• _Activity_:
Give back the entries below verbatim.

Collected data
================

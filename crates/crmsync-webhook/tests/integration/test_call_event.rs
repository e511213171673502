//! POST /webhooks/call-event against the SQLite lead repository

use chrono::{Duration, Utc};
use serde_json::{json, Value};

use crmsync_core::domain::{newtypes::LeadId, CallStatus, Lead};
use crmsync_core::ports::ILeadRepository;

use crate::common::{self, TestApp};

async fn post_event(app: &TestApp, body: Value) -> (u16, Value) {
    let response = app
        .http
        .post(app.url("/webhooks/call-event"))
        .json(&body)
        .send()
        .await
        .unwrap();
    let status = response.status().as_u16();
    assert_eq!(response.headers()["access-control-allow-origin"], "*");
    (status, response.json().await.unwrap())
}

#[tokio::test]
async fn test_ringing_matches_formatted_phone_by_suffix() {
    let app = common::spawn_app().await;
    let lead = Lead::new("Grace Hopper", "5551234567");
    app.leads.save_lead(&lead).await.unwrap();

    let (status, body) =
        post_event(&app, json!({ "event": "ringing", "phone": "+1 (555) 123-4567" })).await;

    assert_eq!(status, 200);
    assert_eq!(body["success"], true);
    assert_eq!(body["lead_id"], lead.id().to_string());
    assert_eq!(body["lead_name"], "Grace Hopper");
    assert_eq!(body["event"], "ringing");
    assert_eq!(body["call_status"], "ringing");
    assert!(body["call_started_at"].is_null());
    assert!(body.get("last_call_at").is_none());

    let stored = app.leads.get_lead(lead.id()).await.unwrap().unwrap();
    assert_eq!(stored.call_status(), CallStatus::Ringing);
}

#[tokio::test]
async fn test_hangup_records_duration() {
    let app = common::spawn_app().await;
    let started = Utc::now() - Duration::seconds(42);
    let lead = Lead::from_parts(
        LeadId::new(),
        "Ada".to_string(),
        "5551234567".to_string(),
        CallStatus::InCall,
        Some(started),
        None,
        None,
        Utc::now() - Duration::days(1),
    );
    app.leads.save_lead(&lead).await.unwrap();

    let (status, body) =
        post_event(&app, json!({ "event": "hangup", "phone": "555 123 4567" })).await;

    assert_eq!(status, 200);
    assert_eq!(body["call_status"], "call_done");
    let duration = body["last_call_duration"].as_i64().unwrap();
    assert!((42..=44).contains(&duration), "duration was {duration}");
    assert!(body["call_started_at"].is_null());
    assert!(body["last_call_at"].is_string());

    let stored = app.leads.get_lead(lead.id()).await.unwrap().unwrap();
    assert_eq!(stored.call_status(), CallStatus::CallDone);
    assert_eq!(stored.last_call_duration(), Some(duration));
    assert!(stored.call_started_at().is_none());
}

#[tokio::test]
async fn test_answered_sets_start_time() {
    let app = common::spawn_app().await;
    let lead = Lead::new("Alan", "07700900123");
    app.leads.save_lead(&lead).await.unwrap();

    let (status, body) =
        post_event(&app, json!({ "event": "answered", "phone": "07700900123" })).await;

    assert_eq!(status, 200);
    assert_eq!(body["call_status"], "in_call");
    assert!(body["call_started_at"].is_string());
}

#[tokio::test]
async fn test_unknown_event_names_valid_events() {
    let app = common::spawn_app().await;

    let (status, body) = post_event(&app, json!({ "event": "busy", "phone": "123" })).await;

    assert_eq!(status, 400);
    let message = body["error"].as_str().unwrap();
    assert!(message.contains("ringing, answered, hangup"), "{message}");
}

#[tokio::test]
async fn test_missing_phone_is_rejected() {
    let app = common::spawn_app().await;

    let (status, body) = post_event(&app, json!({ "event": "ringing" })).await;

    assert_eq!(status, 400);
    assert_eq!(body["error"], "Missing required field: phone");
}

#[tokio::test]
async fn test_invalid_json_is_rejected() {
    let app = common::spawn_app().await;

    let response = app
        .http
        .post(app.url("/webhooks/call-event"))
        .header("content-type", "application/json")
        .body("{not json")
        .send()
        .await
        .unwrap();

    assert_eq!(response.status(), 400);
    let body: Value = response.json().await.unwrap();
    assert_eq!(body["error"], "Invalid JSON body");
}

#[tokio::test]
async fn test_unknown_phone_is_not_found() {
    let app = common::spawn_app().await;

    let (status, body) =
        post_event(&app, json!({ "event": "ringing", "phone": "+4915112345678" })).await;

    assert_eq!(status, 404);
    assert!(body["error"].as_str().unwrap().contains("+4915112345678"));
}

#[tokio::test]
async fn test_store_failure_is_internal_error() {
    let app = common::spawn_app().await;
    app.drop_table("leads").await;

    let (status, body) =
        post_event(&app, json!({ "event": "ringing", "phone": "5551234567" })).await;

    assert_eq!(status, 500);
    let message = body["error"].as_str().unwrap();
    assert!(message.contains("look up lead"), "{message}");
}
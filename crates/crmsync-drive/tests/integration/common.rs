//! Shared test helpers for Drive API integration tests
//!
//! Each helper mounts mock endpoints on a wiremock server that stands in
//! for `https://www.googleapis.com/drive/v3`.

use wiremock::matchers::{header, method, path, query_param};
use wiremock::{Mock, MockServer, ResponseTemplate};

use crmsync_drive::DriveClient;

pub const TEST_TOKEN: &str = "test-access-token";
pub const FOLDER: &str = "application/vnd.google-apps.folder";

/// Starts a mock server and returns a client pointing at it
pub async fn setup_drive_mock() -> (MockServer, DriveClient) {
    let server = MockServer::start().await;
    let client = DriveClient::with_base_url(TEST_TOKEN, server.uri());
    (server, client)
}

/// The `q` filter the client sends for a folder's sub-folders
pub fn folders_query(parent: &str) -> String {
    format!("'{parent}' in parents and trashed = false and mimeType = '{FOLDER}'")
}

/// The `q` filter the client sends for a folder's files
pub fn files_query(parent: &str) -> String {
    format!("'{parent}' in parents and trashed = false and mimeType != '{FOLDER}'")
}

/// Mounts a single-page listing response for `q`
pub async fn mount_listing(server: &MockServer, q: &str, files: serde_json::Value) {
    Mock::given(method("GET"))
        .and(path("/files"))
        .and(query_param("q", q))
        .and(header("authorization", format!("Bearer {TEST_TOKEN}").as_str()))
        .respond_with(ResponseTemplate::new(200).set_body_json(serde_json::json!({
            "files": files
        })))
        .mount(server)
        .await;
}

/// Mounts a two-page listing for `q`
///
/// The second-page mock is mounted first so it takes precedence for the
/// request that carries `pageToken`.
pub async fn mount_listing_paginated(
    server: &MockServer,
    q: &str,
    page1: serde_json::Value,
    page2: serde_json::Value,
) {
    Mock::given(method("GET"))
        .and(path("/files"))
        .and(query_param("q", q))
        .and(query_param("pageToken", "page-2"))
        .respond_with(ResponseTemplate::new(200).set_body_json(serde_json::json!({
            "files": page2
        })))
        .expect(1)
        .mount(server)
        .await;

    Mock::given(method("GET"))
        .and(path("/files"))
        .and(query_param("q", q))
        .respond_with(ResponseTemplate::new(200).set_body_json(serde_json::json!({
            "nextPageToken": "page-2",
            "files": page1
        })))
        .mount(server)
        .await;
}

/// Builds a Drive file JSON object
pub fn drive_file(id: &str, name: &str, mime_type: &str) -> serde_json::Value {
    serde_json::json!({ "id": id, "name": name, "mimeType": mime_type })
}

================

• _Response to this exercise_:
filename crates/crmsync-webhook/tests/integration/test_call_event.rs
repository e511213171673502
//! POST /webhooks/call-event against the SQLite lead repository

use chrono::{Duration, Utc};
use serde_json::{json, Value};

use crmsync_core::domain::{newtypes::LeadId, CallStatus, Lead};
use crmsync_core::ports::ILeadRepository;

use crate::common::{self, TestApp};

async fn post_event(app: &TestApp, body: Value) -> (u16, Value) {
    let response = app
        .http
        .post(app.url("/webhooks/call-event"))
        .json(&body)
        .send()
        .await
        .unwrap();
    let status = response.status().as_u16();
    assert_eq!(response.headers()["access-control-allow-origin"], "*");
    (status, response.json().await.unwrap())
}

#[tokio::test]
async fn test_ringing_matches_formatted_phone_by_suffix() {
    let app = common::spawn_app().await;
    let lead = Lead::new("Grace Hopper", "5551234567");
    app.leads.save_lead(&lead).await.unwrap();

    let (status, body) =
        post_event(&app, json!({ "event": "ringing", "phone": "+1 (555) 123-4567" })).await;

    assert_eq!(status, 200);
    assert_eq!(body["success"], true);
    assert_eq!(body["lead_id"], lead.id().to_string());
    assert_eq!(body["lead_name"], "Grace Hopper");
    assert_eq!(body["event"], "ringing");
    assert_eq!(body["call_status"], "ringing");
    assert!(body["call_started_at"].is_null());
    assert!(body.get("last_call_at").is_none());

    let stored = app.leads.get_lead(lead.id()).await.unwrap().unwrap();
    assert_eq!(stored.call_status(), CallStatus::Ringing);
}

#[tokio::test]
async fn test_hangup_records_duration() {
    let app = common::spawn_app().await;
    let started = Utc::now() - Duration::seconds(42);
    let lead = Lead::from_parts(
        LeadId::new(),
        "Ada".to_string(),
        "5551234567".to_string(),
        CallStatus::InCall,
        Some(started),
        None,
        None,
        Utc::now() - Duration::days(1),
    );
    app.leads.save_lead(&lead).await.unwrap();

    let (status, body) =
        post_event(&app, json!({ "event": "hangup", "phone": "555 123 4567" })).await;

    assert_eq!(status, 200);
    assert_eq!(body["call_status"], "call_done");
    let duration = body["last_call_duration"].as_i64().unwrap();
    assert!((42..=44).contains(&duration), "duration was {duration}");
    assert!(body["call_started_at"].is_null());
    assert!(body["last_call_at"].is_string());

    let stored = app.leads.get_lead(lead.id()).await.unwrap().unwrap();
    assert_eq!(stored.call_status(), CallStatus::CallDone);
    assert_eq!(stored.last_call_duration(), Some(duration));
    assert!(stored.call_started_at().is_none());
}

#[tokio::test]
async fn test_answered_sets_start_time() {
    let app = common::spawn_app().await;
    let lead = Lead::new("Alan", "07700900123");
    app.leads.save_lead(&lead).await.unwrap();

    let (status, body) =
        post_event(&app, json!({ "event": "answered", "phone": "07700900123" })).await;

    assert_eq!(status, 200);
    assert_eq!(body["call_status"], "in_call");
    assert!(body["call_started_at"].is_string());
}

#[tokio::test]
async fn test_unknown_event_names_valid_events() {
    let app = common::spawn_app().await;

    let (status, body) = post_event(&app, json!({ "event": "busy", "phone": "123" })).await;

    assert_eq!(status, 400);
    let message = body["error"].as_str().unwrap();
    assert!(message.contains("ringing, answered, hangup"), "{message}");
}

#[tokio::test]
async fn test_missing_phone_is_rejected() {
    let app = common::spawn_app().await;

    let (status, body) = post_event(&app, json!({ "event": "ringing" })).await;

    assert_eq!(status, 400);
    assert_eq!(body["error"], "Missing required field: phone");
}

#[tokio::test]
async fn test_invalid_json_is_rejected() {
    let app = common::spawn_app().await;

    let response = app
        .http
        .post(app.url("/webhooks/call-event"))
        .header("content-type", "application/json")
        .body("{not json")
        .send()
        .await
        .unwrap();

    assert_eq!(response.status(), 400);
    let body: Value = response.json().await.unwrap();
    assert_eq!(body["error"], "Invalid JSON body");
}

#[tokio::test]
async fn test_unknown_phone_is_not_found() {
    let app = common::spawn_app().await;

    let (status, body) =
        post_event(&app, json!({ "event": "ringing", "phone": "+4915112345678" })).await;

    assert_eq!(status, 404);
    assert!(body["error"].as_str().unwrap().contains("+4915112345678"));
}

#[tokio::test]
async fn test_store_failure_is_internal_error() {
    let app = common::spawn_app().await;
    app.drop_table("leads").await;

    let (status, body) =
        post_event(&app, json!({ "event": "ringing", "phone": "5551234567" })).await;

    assert_eq!(status, 500);
    let message = body["error"].as_str().unwrap();
    assert!(message.contains("look up lead"), "{message}");
}
filename crates/crmsync-drive/tests/integration/common.rs
//! Shared test helpers for Drive API integration tests
//!
//! Each helper mounts mock endpoints on a wiremock server that stands in
//! for `https://www.googleapis.com/drive/v3`.

use wiremock::matchers::{header, method, path, query_param};
use wiremock::{Mock, MockServer, ResponseTemplate};

use crmsync_drive::DriveClient;

pub const TEST_TOKEN: &str = "test-access-token";
pub const FOLDER: &str = "application/vnd.google-apps.folder";

/// Starts a mock server and returns a client pointing at it
pub async fn setup_drive_mock() -> (MockServer, DriveClient) {
    let server = MockServer::start().await;
    let client = DriveClient::with_base_url(TEST_TOKEN, server.uri());
    (server, client)
}

/// The `q` filter the client sends for a folder's sub-folders
pub fn folders_query(parent: &str) -> String {
    format!("'{parent}' in parents and trashed = false and mimeType = '{FOLDER}'")
}

/// The `q` filter the client sends for a folder's files
pub fn files_query(parent: &str) -> String {
    format!("'{parent}' in parents and trashed = false and mimeType != '{FOLDER}'")
}

/// Mounts a single-page listing response for `q`
pub async fn mount_listing(server: &MockServer, q: &str, files: serde_json::Value) {
    Mock::given(method("GET"))
        .and(path("/files"))
        .and(query_param("q", q))
        .and(header("authorization", format!("Bearer {TEST_TOKEN}").as_str()))
        .respond_with(ResponseTemplate::new(200).set_body_json(serde_json::json!({
            "files": files
        })))
        .mount(server)
        .await;
}

/// Mounts a two-page listing for `q`
///
/// The second-page mock is mounted first so it takes precedence for the
/// request that carries `pageToken`.
pub async fn mount_listing_paginated(
    server: &MockServer,
    q: &str,
    page1: serde_json::Value,
    page2: serde_json::Value,
) {
    Mock::given(method("GET"))
        .and(path("/files"))
        .and(query_param("q", q))
        .and(query_param("pageToken", "page-2"))
        .respond_with(ResponseTemplate::new(200).set_body_json(serde_json::json!({
            "files": page2
        })))
        .expect(1)
        .mount(server)
        .await;

    Mock::given(method("GET"))
        .and(path("/files"))
        .and(query_param("q", q))
        .respond_with(ResponseTemplate::new(200).set_body_json(serde_json::json!({
            "nextPageToken": "page-2",
            "files": page1
        })))
        .mount(server)
        .await;
}

/// Builds a Drive file JSON object
pub fn drive_file(id: &str, name: &str, mime_type: &str) -> serde_json::Value {
    serde_json::json!({ "id": id, "name": name, "mimeType": mime_type })
}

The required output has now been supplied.